▶ [REQUIRED WORK]
Go through the data below and gather each line containing "AtomicUsize".

▶ [RECORDS SUPPLIED]
══════════

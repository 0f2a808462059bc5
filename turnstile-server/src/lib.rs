pub mod app;
pub mod config;
pub mod cors;
pub mod ice;
pub mod metrics;
pub mod routes;
pub mod state;
#[cfg(any(test, feature = "test-utils"))]
pub mod test_utils;

pub static APP_USER_AGENT: &str = concat!(env!("CARGO_PKG_NAME"), "/", env!("CARGO_PKG_VERSION"));
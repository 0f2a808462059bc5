#[cfg(feature = "http-webrtc")]
pub mod webrtc;
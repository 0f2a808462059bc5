use anyhow::Context;
use axum::Router;
use axum::routing::get;
use axum_prometheus::PrometheusMetricLayer;
use std::sync::Arc;
use tokio::net::TcpListener;
use tokio::signal;
use tokio::sync::watch;
use tracing_subscriber::{layer::SubscriberExt, util::SubscriberInitExt};
use turnstile_server::app::create_app;
use turnstile_server::config::{AppConfig, SERVER_SHUTDOWN_TIMEOUT};
use turnstile_server::cors::OriginPolicy;
use turnstile_server::ice::{IceRefresher, IceServerCache};
use turnstile_server::metrics::register_metrics;
use turnstile_server::state::AppState;

#[tokio::main]
async fn main() -> anyhow::Result<()> {
    tracing_subscriber::registry()
        .with(
            tracing_subscriber::EnvFilter::try_from_default_env().unwrap_or_else(|_| {
                format!(
                    "{}=debug,tower_http=debug,axum::rejection=trace",
                    env!("CARGO_CRATE_NAME")
                )
                .into()
            }),
        )
        .with(tracing_subscriber::fmt::layer())
        .init();

    let config = AppConfig::parse()?;
    tracing::debug!(?config, "Loaded config");

    let (shutdown_tx, shutdown_rx) = watch::channel(());

    let (prometheus_layer, metrics_handle) = PrometheusMetricLayer::pair();
    register_metrics();

    let ice_servers = Arc::new(IceServerCache::new());
    let refresh_task = match config.ice.create_provider() {
        Ok(provider) => {
            let refresher = Arc::new(IceRefresher::new(
                provider,
                ice_servers.clone(),
                config.ice.fallback_stun_url.clone(),
                config.ice.fetch_timeout,
            ));
            Some(refresher.start(config.ice.refresh_interval, shutdown_rx.clone()))
        }
        Err(err) => {
            tracing::warn!(
                ?err,
                "ICE server provider unavailable, serving without ICE servers"
            );
            None
        }
    };

    let origin_policy =
        Arc::new(OriginPolicy::new(&config.cors).context("Failed to build CORS origin policy")?);
    let app_state = Arc::new(AppState::new(config.clone(), ice_servers, origin_policy));
    let app = create_app(app_state).layer(prometheus_layer);

    let metrics_listener = TcpListener::bind(&config.server.metrics_bind_addr)
        .await
        .context("Failed to bind metrics listener")?;
    let metrics_app = Router::new().route(
        "/metrics",
        get(move || std::future::ready(metrics_handle.render())),
    );
    let mut metrics_shutdown_rx = shutdown_rx.clone();
    tokio::spawn(async move {
        let result = axum::serve(metrics_listener, metrics_app)
            .with_graceful_shutdown(async move {
                let _ = metrics_shutdown_rx.changed().await;
            })
            .await;
        if let Err(err) = result {
            tracing::warn!(?err, "Metrics server failed");
        }
    });

    let listener = TcpListener::bind(&config.server.bind_addr)
        .await
        .context("Failed to bind listener")?;
    tracing::info!(addr = ?listener.local_addr()?, "Listening");

    axum::serve(listener, app)
        .with_graceful_shutdown(shutdown_signal(shutdown_tx))
        .await
        .context("Server failed")?;

    if let Some(refresh_task) = refresh_task
        && tokio::time::timeout(SERVER_SHUTDOWN_TIMEOUT, refresh_task)
            .await
            .is_err()
    {
        tracing::warn!("ICE server refresh task did not stop in time");
    }

    Ok(())
}

async fn shutdown_signal(shutdown_tx: watch::Sender<()>) {
    let ctrl_c = async {
        signal::ctrl_c()
            .await
            .expect("Failed to install CTRL+C handler");
    };

    #[cfg(unix)]
    let terminate = async {
        signal::unix::signal(signal::unix::SignalKind::terminate())
            .expect("Failed to install terminate handler")
            .recv()
            .await;
    };

    #[cfg(not(unix))]
    let terminate = std::future::pending::<()>();

    tokio::select! {
        _ = ctrl_c => {}
        _ = terminate => {}
    }

    tracing::info!("Shutdown signal received, terminating gracefully...");

    if shutdown_tx.send(()).is_err() {
        tracing::debug!("No background tasks left to notify about shutdown");
    }
}
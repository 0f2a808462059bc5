use crate::ice::provider::IceServerProvider;
use crate::ice::{IceError, IceServerCache, IceSnapshot};
use crate::metrics::IceMetrics;
use std::sync::Arc;
use std::time::Duration;
use tokio::sync::watch;
use tokio::task::JoinHandle;
use tokio::time;
use tracing::{Instrument, instrument};

/// Periodically pulls fresh credentials from an [`IceServerProvider`] into an [`IceServerCache`].
pub struct IceRefresher {
    provider: Arc<dyn IceServerProvider>,
    cache: Arc<IceServerCache>,
    fallback_stun_url: String,
    fetch_timeout: Duration,
}

impl IceRefresher {
    const MIN_PERIOD: Duration = Duration::from_millis(1);

    pub fn new(
        provider: Arc<dyn IceServerProvider>,
        cache: Arc<IceServerCache>,
        fallback_stun_url: impl Into<String>,
        fetch_timeout: Duration,
    ) -> Self {
        Self {
            provider,
            cache,
            fallback_stun_url: fallback_stun_url.into(),
            fetch_timeout,
        }
    }

    pub fn cache(&self) -> &Arc<IceServerCache> {
        &self.cache
    }

    /// Runs a single fetch-and-swap cycle. A failed cycle leaves the current snapshot untouched.
    #[instrument(level = "debug", skip(self))]
    pub async fn refresh_once(&self) -> Result<Arc<IceSnapshot>, IceError> {
        tracing::trace!("Refreshing ICE servers");

        let result = match time::timeout(self.fetch_timeout, self.provider.fetch_ice_servers()).await
        {
            Ok(Ok(servers)) if servers.is_empty() => Err(IceError::MalformedResponse(
                "Provider returned no ICE servers".to_string(),
            )),
            Ok(result) => result,
            Err(_) => Err(IceError::Timeout(format!(
                "Provider did not respond within {:?}",
                self.fetch_timeout
            ))),
        };

        match result {
            Ok(servers) => {
                let snapshot = self
                    .cache
                    .replace(IceSnapshot::build(&self.fallback_stun_url, servers));
                let count = snapshot.ice_servers().len();
                IceMetrics::refreshed(count);
                tracing::debug!(ice_servers = count, "ICE servers refreshed");
                Ok(snapshot)
            }
            Err(err) => {
                IceMetrics::refresh_failed(&err);
                tracing::warn!(?err, "Failed to refresh ICE servers, keeping previous snapshot");
                Err(err)
            }
        }
    }

    /// Spawns the refresh task. The first cycle runs immediately, then every `period` until
    /// `shutdown_rx` fires. Shutdown does not wait for an in-flight fetch.
    #[instrument(level = "debug", skip(self, shutdown_rx))]
    pub fn start(
        self: Arc<Self>,
        period: Duration,
        mut shutdown_rx: watch::Receiver<()>,
    ) -> JoinHandle<()> {
        tokio::spawn(
            async move {
                let mut ticker = time::interval(period.max(Self::MIN_PERIOD));
                ticker.set_missed_tick_behavior(time::MissedTickBehavior::Delay);

                loop {
                    tokio::select! {
                        biased;
                        _ = shutdown_rx.changed() => break,
                        _ = ticker.tick() => {}
                    }

                    tokio::select! {
                        biased;
                        _ = shutdown_rx.changed() => break,
                        _ = self.refresh_once() => {}
                    }
                }

                tracing::info!("Shutting down ICE server refresh task");
            }
            .in_current_span(),
        )
    }
}
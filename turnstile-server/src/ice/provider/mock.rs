use crate::ice::IceError;
use crate::ice::provider::{IceServerProvider, UpstreamIceServer};
use async_trait::async_trait;
use parking_lot::Mutex;
use std::sync::atomic::{AtomicUsize, Ordering};
use std::time::Duration;

#[derive(Debug)]
pub struct MockIceProvider {
    state: Mutex<State>,
    calls: AtomicUsize,
}

#[derive(Debug, Clone)]
struct State {
    should_error: bool,
    delay: Option<Duration>,
    servers: Vec<UpstreamIceServer>,
}

impl MockIceProvider {
    pub fn new(servers: Vec<UpstreamIceServer>) -> Self {
        Self {
            state: Mutex::new(State {
                should_error: false,
                delay: None,
                servers,
            }),
            calls: AtomicUsize::new(0),
        }
    }

    pub fn set_servers(&self, servers: Vec<UpstreamIceServer>) {
        self.state.lock().servers = servers;
    }

    pub fn set_error(&self, should_error: bool) {
        self.state.lock().should_error = should_error;
    }

    pub fn set_delay(&self, delay: Option<Duration>) {
        self.state.lock().delay = delay;
    }

    pub fn calls(&self) -> usize {
        self.calls.load(Ordering::SeqCst)
    }
}

impl Default for MockIceProvider {
    fn default() -> Self {
        Self::new(vec![
            UpstreamIceServer::with_url("stun:global.stun.twilio.com:3478?transport=udp"),
            UpstreamIceServer::with_url("turn:global.turn.twilio.com:3478?transport=udp")
                .with_auth("user", "credential"),
        ])
    }
}

#[async_trait]
impl IceServerProvider for MockIceProvider {
    async fn fetch_ice_servers(&self) -> Result<Vec<UpstreamIceServer>, IceError> {
        self.calls.fetch_add(1, Ordering::SeqCst);

        let state = self.state.lock().clone();
        if let Some(delay) = state.delay {
            tokio::time::sleep(delay).await;
        }
        if state.should_error {
            return Err(IceError::Provider("Mock error".to_string()));
        }
        if state.servers.is_empty() {
            return Err(IceError::MalformedResponse("Mock without servers".to_string()));
        }
        Ok(state.servers)
    }
}
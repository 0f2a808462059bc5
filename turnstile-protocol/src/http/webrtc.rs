use serde::{Deserialize, Serialize};
use std::fmt::Debug;

/// One or more ICE server URIs.
///
/// Browsers accept both a bare string and a list for `RTCIceServer.urls`, so the shape
/// received from a provider is kept as-is when forwarded to clients.
#[derive(Debug, Clone, Serialize, Deserialize, PartialEq, Eq)]
#[serde(untagged)]
pub enum IceUrls {
    One(String),
    Many(Vec<String>),
}

impl IceUrls {
    /// The first URI, which decides how the entry is classified.
    pub fn primary(&self) -> Option<&str> {
        match self {
            IceUrls::One(url) => Some(url.as_str()),
            IceUrls::Many(urls) => urls.first().map(String::as_str),
        }
    }

    pub fn iter(&self) -> impl Iterator<Item = &str> {
        let urls: &[String] = match self {
            IceUrls::One(url) => std::slice::from_ref(url),
            IceUrls::Many(urls) => urls,
        };
        urls.iter().map(String::as_str)
    }

    pub fn is_empty(&self) -> bool {
        match self {
            IceUrls::One(url) => url.is_empty(),
            IceUrls::Many(urls) => urls.iter().all(String::is_empty),
        }
    }
}

impl From<String> for IceUrls {
    fn from(value: String) -> Self {
        IceUrls::One(value)
    }
}

impl From<&str> for IceUrls {
    fn from(value: &str) -> Self {
        IceUrls::One(value.to_string())
    }
}

impl From<Vec<String>> for IceUrls {
    fn from(value: Vec<String>) -> Self {
        IceUrls::Many(value)
    }
}

#[derive(Clone, Serialize, Deserialize, PartialEq, Eq)]
pub struct IceServer {
    pub urls: IceUrls,
    #[serde(default, skip_serializing_if = "Option::is_none")]
    pub username: Option<String>,
    #[serde(default, skip_serializing_if = "Option::is_none")]
    pub credential: Option<String>,
}

impl Debug for IceServer {
    fn fmt(&self, f: &mut std::fmt::Formatter<'_>) -> std::fmt::Result {
        f.debug_struct("IceServer")
            .field("urls", &self.urls)
            .field("username", &self.username)
            .finish_non_exhaustive()
    }
}

impl IceServer {
    pub fn new(urls: impl Into<IceUrls>) -> Self {
        Self {
            urls: urls.into(),
            username: None,
            credential: None,
        }
    }

    pub fn with_auth(mut self, username: String, credential: String) -> Self {
        self.username = Some(username);
        self.credential = Some(credential);
        self
    }

    /// Whether the primary URI uses `scheme` (given without the trailing colon).
    pub fn has_scheme(&self, scheme: &str) -> bool {
        self.urls.primary().is_some_and(|url| {
            url.split_once(':')
                .is_some_and(|(s, _)| s.eq_ignore_ascii_case(scheme))
        })
    }
}

/// Payload served to browsers, shaped like `RTCConfiguration`.
#[derive(Debug, Clone, Default, Serialize, Deserialize, PartialEq, Eq)]
#[serde(rename_all = "camelCase")]
pub struct RtcConfig {
    pub ice_servers: Vec<IceServer>,
}

impl From<Vec<IceServer>> for RtcConfig {
    fn from(value: Vec<IceServer>) -> Self {
        Self { ice_servers: value }
    }
}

══════════

▶ [RESPONSE]
use std::sync::atomic::{AtomicUsize, Ordering};
    calls: AtomicUsize,
            calls: AtomicUsize::new(0),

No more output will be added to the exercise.